§ **Directions**: Every line below that holds the string "bloq" should be copied out.

§ **Exercise inputs**:
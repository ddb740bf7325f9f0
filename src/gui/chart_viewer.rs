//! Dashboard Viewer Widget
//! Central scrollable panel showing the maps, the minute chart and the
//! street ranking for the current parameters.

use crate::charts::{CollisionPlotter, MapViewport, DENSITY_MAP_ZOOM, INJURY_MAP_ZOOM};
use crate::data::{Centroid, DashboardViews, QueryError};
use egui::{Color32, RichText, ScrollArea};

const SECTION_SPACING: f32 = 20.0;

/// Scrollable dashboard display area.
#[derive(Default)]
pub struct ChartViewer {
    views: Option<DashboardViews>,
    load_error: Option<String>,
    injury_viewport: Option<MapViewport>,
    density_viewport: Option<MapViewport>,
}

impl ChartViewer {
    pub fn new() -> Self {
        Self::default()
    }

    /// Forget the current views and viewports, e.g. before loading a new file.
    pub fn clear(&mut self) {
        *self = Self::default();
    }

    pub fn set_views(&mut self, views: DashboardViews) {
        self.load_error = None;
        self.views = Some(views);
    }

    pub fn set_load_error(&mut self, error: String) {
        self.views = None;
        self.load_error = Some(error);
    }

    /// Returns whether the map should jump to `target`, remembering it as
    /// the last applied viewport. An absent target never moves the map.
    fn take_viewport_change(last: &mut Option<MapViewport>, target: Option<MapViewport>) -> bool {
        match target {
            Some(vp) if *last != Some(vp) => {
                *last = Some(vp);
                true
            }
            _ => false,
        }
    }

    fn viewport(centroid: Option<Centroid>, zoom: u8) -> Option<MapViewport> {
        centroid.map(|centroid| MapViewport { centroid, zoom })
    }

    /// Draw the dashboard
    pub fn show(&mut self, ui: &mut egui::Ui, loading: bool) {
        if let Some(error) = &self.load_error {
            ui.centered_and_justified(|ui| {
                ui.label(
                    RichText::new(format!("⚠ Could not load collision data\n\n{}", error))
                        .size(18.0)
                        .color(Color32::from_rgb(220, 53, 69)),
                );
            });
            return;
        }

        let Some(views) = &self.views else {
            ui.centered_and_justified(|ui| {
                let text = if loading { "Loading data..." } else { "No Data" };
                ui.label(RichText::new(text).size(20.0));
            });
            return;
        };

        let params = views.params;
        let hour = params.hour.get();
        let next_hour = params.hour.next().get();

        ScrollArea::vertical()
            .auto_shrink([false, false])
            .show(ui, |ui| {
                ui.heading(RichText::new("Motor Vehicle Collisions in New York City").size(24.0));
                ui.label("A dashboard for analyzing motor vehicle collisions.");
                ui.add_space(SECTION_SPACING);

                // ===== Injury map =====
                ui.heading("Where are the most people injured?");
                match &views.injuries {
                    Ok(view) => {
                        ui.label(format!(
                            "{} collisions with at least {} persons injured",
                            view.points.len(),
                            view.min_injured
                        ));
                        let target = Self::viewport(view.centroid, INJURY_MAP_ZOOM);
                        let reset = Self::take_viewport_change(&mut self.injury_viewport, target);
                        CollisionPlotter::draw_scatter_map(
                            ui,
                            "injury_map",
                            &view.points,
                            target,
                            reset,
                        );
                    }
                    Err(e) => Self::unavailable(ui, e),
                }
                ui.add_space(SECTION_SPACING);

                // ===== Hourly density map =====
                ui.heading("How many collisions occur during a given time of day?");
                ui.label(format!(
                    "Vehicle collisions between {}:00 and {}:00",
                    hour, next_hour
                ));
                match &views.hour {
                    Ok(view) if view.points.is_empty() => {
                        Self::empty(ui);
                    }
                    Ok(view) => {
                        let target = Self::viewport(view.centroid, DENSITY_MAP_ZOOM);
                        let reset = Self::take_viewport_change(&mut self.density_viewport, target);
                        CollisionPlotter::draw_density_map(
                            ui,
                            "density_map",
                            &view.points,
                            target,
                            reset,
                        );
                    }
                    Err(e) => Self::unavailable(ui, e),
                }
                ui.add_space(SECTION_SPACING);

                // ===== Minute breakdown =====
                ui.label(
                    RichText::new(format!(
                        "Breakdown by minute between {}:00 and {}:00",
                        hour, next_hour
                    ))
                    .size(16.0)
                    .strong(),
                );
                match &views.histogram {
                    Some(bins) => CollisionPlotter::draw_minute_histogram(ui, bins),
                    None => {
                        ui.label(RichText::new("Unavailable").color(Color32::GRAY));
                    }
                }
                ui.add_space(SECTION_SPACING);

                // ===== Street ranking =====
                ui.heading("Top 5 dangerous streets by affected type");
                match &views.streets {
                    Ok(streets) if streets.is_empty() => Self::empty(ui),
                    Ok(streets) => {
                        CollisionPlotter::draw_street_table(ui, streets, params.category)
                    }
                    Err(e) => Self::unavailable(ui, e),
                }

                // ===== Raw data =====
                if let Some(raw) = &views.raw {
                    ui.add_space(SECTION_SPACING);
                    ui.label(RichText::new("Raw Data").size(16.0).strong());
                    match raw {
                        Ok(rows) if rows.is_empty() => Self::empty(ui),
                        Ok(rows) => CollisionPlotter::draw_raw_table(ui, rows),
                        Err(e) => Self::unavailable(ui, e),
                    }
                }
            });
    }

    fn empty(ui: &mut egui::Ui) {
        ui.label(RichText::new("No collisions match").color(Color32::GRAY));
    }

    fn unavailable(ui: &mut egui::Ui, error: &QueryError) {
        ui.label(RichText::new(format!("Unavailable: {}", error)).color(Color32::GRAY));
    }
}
==
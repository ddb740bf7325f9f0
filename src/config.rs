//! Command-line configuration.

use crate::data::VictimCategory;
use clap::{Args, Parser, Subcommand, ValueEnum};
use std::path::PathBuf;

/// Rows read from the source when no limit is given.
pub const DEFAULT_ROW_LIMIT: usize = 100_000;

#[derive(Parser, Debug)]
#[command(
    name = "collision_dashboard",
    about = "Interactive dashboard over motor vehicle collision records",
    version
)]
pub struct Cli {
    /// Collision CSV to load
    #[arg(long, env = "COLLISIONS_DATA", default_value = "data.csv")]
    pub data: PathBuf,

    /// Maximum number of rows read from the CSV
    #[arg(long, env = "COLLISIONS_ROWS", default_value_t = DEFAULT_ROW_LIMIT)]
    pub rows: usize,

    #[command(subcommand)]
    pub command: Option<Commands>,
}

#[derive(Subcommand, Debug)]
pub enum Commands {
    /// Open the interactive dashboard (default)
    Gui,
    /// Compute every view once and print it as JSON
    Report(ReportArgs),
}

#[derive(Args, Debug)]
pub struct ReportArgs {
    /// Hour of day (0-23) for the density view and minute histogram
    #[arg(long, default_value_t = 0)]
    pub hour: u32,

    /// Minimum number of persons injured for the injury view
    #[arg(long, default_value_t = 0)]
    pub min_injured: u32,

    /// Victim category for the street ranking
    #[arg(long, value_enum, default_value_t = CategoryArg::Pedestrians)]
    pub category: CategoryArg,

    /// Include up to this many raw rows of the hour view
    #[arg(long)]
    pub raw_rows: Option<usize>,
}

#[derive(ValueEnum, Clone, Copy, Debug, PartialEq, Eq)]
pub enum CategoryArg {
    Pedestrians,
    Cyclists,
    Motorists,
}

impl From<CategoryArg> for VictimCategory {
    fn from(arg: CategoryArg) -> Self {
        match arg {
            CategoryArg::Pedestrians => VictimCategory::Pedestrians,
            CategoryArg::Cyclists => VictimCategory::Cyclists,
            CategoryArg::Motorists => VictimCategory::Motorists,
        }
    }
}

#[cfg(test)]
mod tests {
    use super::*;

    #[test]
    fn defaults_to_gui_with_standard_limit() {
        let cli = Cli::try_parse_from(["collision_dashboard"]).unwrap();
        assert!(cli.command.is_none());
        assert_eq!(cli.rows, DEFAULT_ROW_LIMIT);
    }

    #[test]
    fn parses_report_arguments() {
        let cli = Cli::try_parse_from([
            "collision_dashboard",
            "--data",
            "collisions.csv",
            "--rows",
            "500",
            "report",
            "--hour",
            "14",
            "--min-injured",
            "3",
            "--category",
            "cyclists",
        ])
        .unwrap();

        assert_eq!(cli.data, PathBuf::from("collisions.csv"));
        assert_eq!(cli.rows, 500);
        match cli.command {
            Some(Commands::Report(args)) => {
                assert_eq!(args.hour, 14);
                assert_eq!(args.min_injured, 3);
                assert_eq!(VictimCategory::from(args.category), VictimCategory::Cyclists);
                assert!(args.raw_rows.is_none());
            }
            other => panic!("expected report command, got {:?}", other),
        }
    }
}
--
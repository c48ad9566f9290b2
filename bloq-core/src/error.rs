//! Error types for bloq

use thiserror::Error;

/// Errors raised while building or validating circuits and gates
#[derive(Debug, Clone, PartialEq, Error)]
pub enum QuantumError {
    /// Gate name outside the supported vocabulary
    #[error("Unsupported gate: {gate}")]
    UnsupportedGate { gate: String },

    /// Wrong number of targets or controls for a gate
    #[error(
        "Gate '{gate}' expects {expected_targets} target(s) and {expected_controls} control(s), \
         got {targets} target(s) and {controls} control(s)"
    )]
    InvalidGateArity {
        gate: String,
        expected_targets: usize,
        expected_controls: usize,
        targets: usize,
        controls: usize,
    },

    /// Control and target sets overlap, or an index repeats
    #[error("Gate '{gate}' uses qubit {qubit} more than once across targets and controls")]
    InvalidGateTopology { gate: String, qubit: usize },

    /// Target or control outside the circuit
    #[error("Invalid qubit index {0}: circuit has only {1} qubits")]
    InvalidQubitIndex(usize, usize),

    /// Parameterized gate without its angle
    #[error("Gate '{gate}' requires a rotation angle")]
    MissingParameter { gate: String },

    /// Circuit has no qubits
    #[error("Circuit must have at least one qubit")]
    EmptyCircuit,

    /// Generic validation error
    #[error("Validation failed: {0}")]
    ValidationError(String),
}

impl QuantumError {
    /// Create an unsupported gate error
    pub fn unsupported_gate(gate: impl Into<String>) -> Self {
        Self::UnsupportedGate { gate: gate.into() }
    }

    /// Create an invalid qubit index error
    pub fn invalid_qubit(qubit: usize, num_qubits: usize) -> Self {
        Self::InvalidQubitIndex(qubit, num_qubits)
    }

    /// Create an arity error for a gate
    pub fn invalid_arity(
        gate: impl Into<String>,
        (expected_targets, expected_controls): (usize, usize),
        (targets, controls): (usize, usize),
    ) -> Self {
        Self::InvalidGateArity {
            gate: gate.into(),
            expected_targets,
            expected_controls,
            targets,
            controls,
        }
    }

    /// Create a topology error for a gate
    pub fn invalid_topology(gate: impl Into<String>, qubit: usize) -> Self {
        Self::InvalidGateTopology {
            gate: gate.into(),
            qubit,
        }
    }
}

§ **Result of this exercise**:
filename bloq-core/src/error.rs
//! Error types for bloq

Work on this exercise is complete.